7.2.6. Panama Hastalığı
(Banana wilt-Fusarium oxysporum f.cubense) Muz solgunluğu, Fusarium solgunluğu da denilen bu hastalığa mantar sebep olur. Fusarium oxysporum f.cubense hastalık etmenidir. Bir toprak mantarı hastalığıdır ve bitkiye köklerden girer. Duyarlı muzların yumrusunda zarar yapar. Bir visküler solgunluğa neden olur. Mantar toprakta uzun süre dayanır. Tropikal Asya, Afrika ve Amerika'nın bir çok bölgelerinde yaygındır. Genel olarak etkili kontrol, sadece dayanıklı klonlarla yetiştiricilik yapmaktır. Gross Michel klonu Panama hastalığına duyarlıdır. Bu klonla kurulmuş olan bahçeler bu hastalıktan bahçenin tamamen ölmesine varacak kadar zarar görmektedir. Bu nedenle yerini Cavendish grubuna giren hastalığa dayanıklı klonlara terketmiştir. Sıcak toprak ısısı ve kötü drenaj, yüksek toprak rutubeti yayılmayı arttırır.
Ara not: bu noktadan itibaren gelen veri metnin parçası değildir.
//! Priority-ordered station lookup with fallback and write-through.
//!
//! Sources are consulted in ascending priority. The first non-empty answer
//! wins and is returned with a [`DataFreshness`] descriptor; when the live
//! API wins, the result is also queued for persistence so the store fills
//! up with whatever users look at.

use std::time::Duration;

use chrono::{DateTime, Utc};
use tracing::{debug, warn};

use super::error::StationError;
use super::model::{DataFreshness, StationRecord};
use super::repository::StationRepository;
use super::source::StationSource;
use super::write_through::WriteThrough;
use crate::viaggiatreno::TransitApi;

/// Default age after which station data is reported stale (one week).
pub const DEFAULT_STALENESS_AGE: Duration = Duration::from_secs(7 * 24 * 60 * 60);

pub struct CompositeStationProvider<R, A> {
    sources: Vec<StationSource<R, A>>,
    staleness_age: Duration,
    write_through: Option<WriteThrough>,
}

impl<R: StationRepository + 'static, A: TransitApi> CompositeStationProvider<R, A> {
    /// Sources are sorted by priority here, once.
    pub fn new(staleness_age: Duration, mut sources: Vec<StationSource<R, A>>) -> Self {
        sources.sort_by_key(|s| s.priority());
        Self {
            sources,
            staleness_age,
            write_through: None,
        }
    }

    /// Persist live answers through `write_through`.
    pub fn with_write_through(mut self, write_through: WriteThrough) -> Self {
        self.write_through = Some(write_through);
        self
    }

    /// Source names in the order they are consulted.
    pub fn source_order(&self) -> Vec<&'static str> {
        self.sources.iter().map(|s| s.name()).collect()
    }

    pub async fn get_station(
        &self,
        id: &str,
    ) -> Result<(StationRecord, DataFreshness), StationError> {
        let mut last_error = None;

        for source in &self.sources {
            if !source.available().await {
                continue;
            }
            match source.get_station(id).await {
                Ok(station) => {
                    let freshness = self.freshness(source.name(), station.updated_at);
                    if source.is_live() {
                        self.persist(vec![station.clone()]);
                    }
                    return Ok((station, freshness));
                }
                Err(StationError::NotFound) => {
                    debug!(source = source.name(), station = id, "station not found in source");
                }
                Err(e) => {
                    warn!(source = source.name(), station = id, error = %e, "station lookup failed");
                    last_error = Some(e);
                }
            }
        }

        Err(last_error.unwrap_or(StationError::NotFound))
    }

    pub async fn search_stations(
        &self,
        query: &str,
    ) -> Result<(Vec<StationRecord>, DataFreshness), StationError> {
        let mut last_error = None;

        for source in &self.sources {
            if !source.available().await {
                continue;
            }
            match source.search_stations(query).await {
                Ok(stations) if !stations.is_empty() => {
                    return Ok(self.answer(source, stations));
                }
                Ok(_) | Err(StationError::NotFound) => {
                    debug!(source = source.name(), query, "no stations matched in source");
                }
                Err(e) => {
                    warn!(source = source.name(), query, error = %e, "station search failed");
                    last_error = Some(e);
                }
            }
        }

        Err(last_error.unwrap_or(StationError::NotFound))
    }

    pub async fn list_all_stations(
        &self,
    ) -> Result<(Vec<StationRecord>, DataFreshness), StationError> {
        let mut last_error = None;

        for source in &self.sources {
            if !source.available().await {
                continue;
            }
            match source.list_all_stations().await {
                Ok(stations) if !stations.is_empty() => {
                    return Ok(self.answer(source, stations));
                }
                Ok(_) | Err(StationError::NotFound) => {
                    debug!(source = source.name(), "source has no stations");
                }
                Err(e) => {
                    warn!(source = source.name(), error = %e, "station listing failed");
                    last_error = Some(e);
                }
            }
        }

        Err(last_error.unwrap_or(StationError::NotFound))
    }

    /// Freshness of a non-empty collection is that of its newest record.
    fn answer(
        &self,
        source: &StationSource<R, A>,
        stations: Vec<StationRecord>,
    ) -> (Vec<StationRecord>, DataFreshness) {
        let newest = stations
            .iter()
            .map(|s| s.updated_at)
            .max()
            .unwrap_or(DateTime::<Utc>::MIN_UTC);
        let freshness = self.freshness(source.name(), newest);
        if source.is_live() {
            self.persist(stations.clone());
        }
        (stations, freshness)
    }

    fn freshness(&self, source: &str, last_updated: DateTime<Utc>) -> DataFreshness {
        DataFreshness::new(source, last_updated, self.staleness_age, Utc::now())
    }

    fn persist(&self, stations: Vec<StationRecord>) {
        if let Some(wt) = &self.write_through {
            wt.enqueue(stations);
        }
    }
}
Bu hastalıkta subtropik şartlarda görülmemektedir.
Bodur muzlar bu hastalığa dayanıklıdır. Hastalık, alt yapraklarda kenardan orta damara doğru parlak sarı bir bant görülmesi ile farkedilir. Bu yapraklar bir kaç gün içinde solar. Yaprak sapları bükülür, kuruyarak aşağı sarkar. Sonraları üst yapraklarda kurur ve bitki çürür. Bitkiler herhangi bir zamanda bu hastalığa yakalanabilir. Eğer meyveler tamamen gelişmeden bitki bu hastalığa yakalanmışsa bitki ölmeden önce, çok az bir olasılıkla hasat yapılır. Yalancı gövde içindeki öz su borularında sarı turuncu, mor kırmızı renkli benekler görülür. Dayanıklı çeşit ve fazla suların drene edilmesi ile hastalık denetim altına alınabilir.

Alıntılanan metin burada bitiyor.